Can you give tell me any way to cover the torus, other than a
connected, spiraled tube, a torus, or R^2?

Googling '"subgroups of z^2"'
http://google.com/search?q=%22subgroups+of+z%5E2%22
yields the following result on the first page of results:
http://abel.math.harvard.edu/~fcale/assig/Ideals2.pdf

This page won't load (perhaps it's been deleted) but Google's cache of it
http://google.com/search?q=cache:abel.math.harvard.edu/~fcale/assig/Ideals2.pdf
indicates that
    Up to isomorphism, the only subgroups of Z^2 are the trivial group,
    free groups on one generator,(which are isomorphic to Z^1) and free
    groups on two generators, which are isomorphic to Z^2.
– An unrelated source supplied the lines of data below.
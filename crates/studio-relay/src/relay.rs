//! # Execution Relay
//!
//! Forwards one captured invocation to the live endpoint and shapes the
//! outcome for the client.
//!
//! ## Outcomes
//!
//! | situation                         | status                  | body                                          |
//! |-----------------------------------|-------------------------|-----------------------------------------------|
//! | body is not JSON5                 | 400                     | `{error, message}`                            |
//! | body is not `{method, data?}`     | 400                     | `{error, issues}`                             |
//! | call succeeded                    | 200                     | `{response: {success: true, data}, timeTaken}` |
//! | endpoint returned a tRPC error    | `data.httpStatus` / 502 | `{response: {success: false, error}, timeTaken}` |
//! | endpoint unreachable or non-tRPC  | 502                     | `{response: {success: false, error}, timeTaken}` |
//! | anything else                     | [`RelayFault`]          |                                               |

use std::time::Instant;

use serde::Serialize;
use serde_json::{json, Map, Value};
use studio_router::ProcedureKind;

use crate::envelope::{parse_envelope, EnvelopeError};
use crate::error::{RelayFault, RemoteError};
use crate::transport::{RpcRequest, RpcTransport};

/// Status used when the remote failed without naming a better one.
pub const REMOTE_FAILURE_STATUS: u16 = 502;

const INVALID_BODY: &str = "Invalid request body";

/// Status and JSON body to send back to the client.
#[derive(Debug, Clone, PartialEq)]
pub struct RelayResponse {
    pub status: u16,
    pub body: Value,
}

/// Outcome of the forwarded call itself.
#[derive(Debug, Clone, PartialEq, Serialize)]
#[serde(untagged)]
pub enum InvocationResult {
    Success { success: bool, data: Value },
    Failure { success: bool, error: Value },
}

impl InvocationResult {
    pub fn success(data: Value) -> Self {
        Self::Success {
            success: true,
            data,
        }
    }

    pub fn failure(error: Value) -> Self {
        Self::Failure {
            success: false,
            error,
        }
    }
}

/// [`InvocationResult`] with the wall-clock time the call took.
#[derive(Debug, Clone, PartialEq, Serialize)]
#[serde(rename_all = "camelCase")]
pub struct TimedInvocation {
    pub response: InvocationResult,
    /// Milliseconds.
    pub time_taken: u64,
}

/// Relays invocations through a transport.
#[derive(Debug, Clone)]
pub struct ExecutionRelay<T> {
    transport: T,
}

impl<T: RpcTransport> ExecutionRelay<T> {
    pub fn new(transport: T) -> Self {
        Self { transport }
    }

    pub fn transport(&self) -> &T {
        &self.transport
    }

    /// Invoke the procedure at `path` with the raw request body.
    ///
    /// `path` must already be known to exist; `declared` is its kind in the
    /// catalog.
    pub async fn invoke(
        &self,
        path: &str,
        declared: ProcedureKind,
        raw_body: &[u8],
    ) -> Result<RelayResponse, RelayFault> {
        let envelope = match parse_envelope(raw_body) {
            Ok(envelope) => envelope,
            Err(EnvelopeError::Syntax(message)) => {
                tracing::debug!(path, %message, "rejected unparsable invocation body");
                return Ok(RelayResponse {
                    status: 400,
                    body: json!({ "error": INVALID_BODY, "message": message }),
                });
            }
            Err(EnvelopeError::Invalid(issues)) => {
                tracing::debug!(
                    path,
                    issues = issues.len(),
                    "rejected invalid invocation envelope"
                );
                return Ok(RelayResponse {
                    status: 400,
                    body: json!({ "error": INVALID_BODY, "issues": issues }),
                });
            }
        };

        if !envelope.method.matches(declared) {
            tracing::warn!(
                path,
                declared = %declared,
                method = %envelope.method,
                "invocation method differs from the declared procedure kind"
            );
        }

        let request = RpcRequest {
            method: envelope.method,
            path: path.to_string(),
            input: envelope.data,
        };
        let started = Instant::now();
        let outcome = self.transport.call(request).await;
        let time_taken = u64::try_from(started.elapsed().as_millis()).unwrap_or(u64::MAX);

        let (status, response) = match outcome {
            Ok(data) => (200, InvocationResult::success(data)),
            Err(error) if error.is_fault() => {
                return Err(RelayFault::Remote {
                    path: path.to_string(),
                    source: error,
                })
            }
            Err(error) => {
                let (status, body) = classify(&error);
                tracing::info!(path, status, %error, "remote call failed");
                (status, InvocationResult::failure(body))
            }
        };

        tracing::info!(path, method = %envelope.method, status, time_taken, "procedure invoked");
        let body = serde_json::to_value(TimedInvocation {
            response,
            time_taken,
        })
        .unwrap_or(Value::Null);
        Ok(RelayResponse { status, body })
    }
}

/// Status and client-facing error body for a remote failure.
fn classify(error: &RemoteError) -> (u16, Value) {
    match error {
        RemoteError::Rpc {
            message,
            code,
            data,
        } => {
            let status = data
                .as_ref()
                .and_then(|data| data.get("httpStatus"))
                .and_then(Value::as_u64)
                .and_then(|status| u16::try_from(status).ok())
                .filter(|status| (100..=599).contains(status))
                .unwrap_or(REMOTE_FAILURE_STATUS);
            (status, flatten_rpc_error(message, code.as_ref(), data.as_ref()))
        }
        other => (REMOTE_FAILURE_STATUS, json!({ "message": other.to_string() })),
    }
}

/// `{message, ...data}` when the error has a data payload, otherwise
/// `{message, code?}`.
fn flatten_rpc_error(
    message: &str,
    code: Option<&Value>,
    data: Option<&Map<String, Value>>,
) -> Value {
    let mut body = Map::new();
    body.insert("message".into(), Value::String(message.to_string()));
    match data {
        Some(data) => {
            for (key, value) in data {
                body.insert(key.clone(), value.clone());
            }
        }
        None => {
            if let Some(code) = code {
                body.insert("code".into(), code.clone());
            }
        }
    }
    Value::Object(body)
}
What equivalence relation are you using?

I asked what equivalnce relation your using for your equivalence
classes, because if it's homeomorphism, then, of course, all the
n-fold spirals are homeomorphic.  I don't recall precisely the
statement of the theorem you mention.

Clarification of what I wrote earier:

Of course, when I note that Z is the only group other than the trivial
group and z^2 which has an isomorphic copy of itself as a subgroup of
Z^2, that doesn't mean that there's only one copy of Z that's a
subgroup of Z^2.  No.  Rather, (1,0) (the point in Z^2 whose first
coordinate is 1 and whose second is 0) generates a Z, (2,3) generates
a Z, etc.  Some of these are subgroups of one another (e.g., <(6,0)>
is a subgroup of <(3,0)>) but others are not.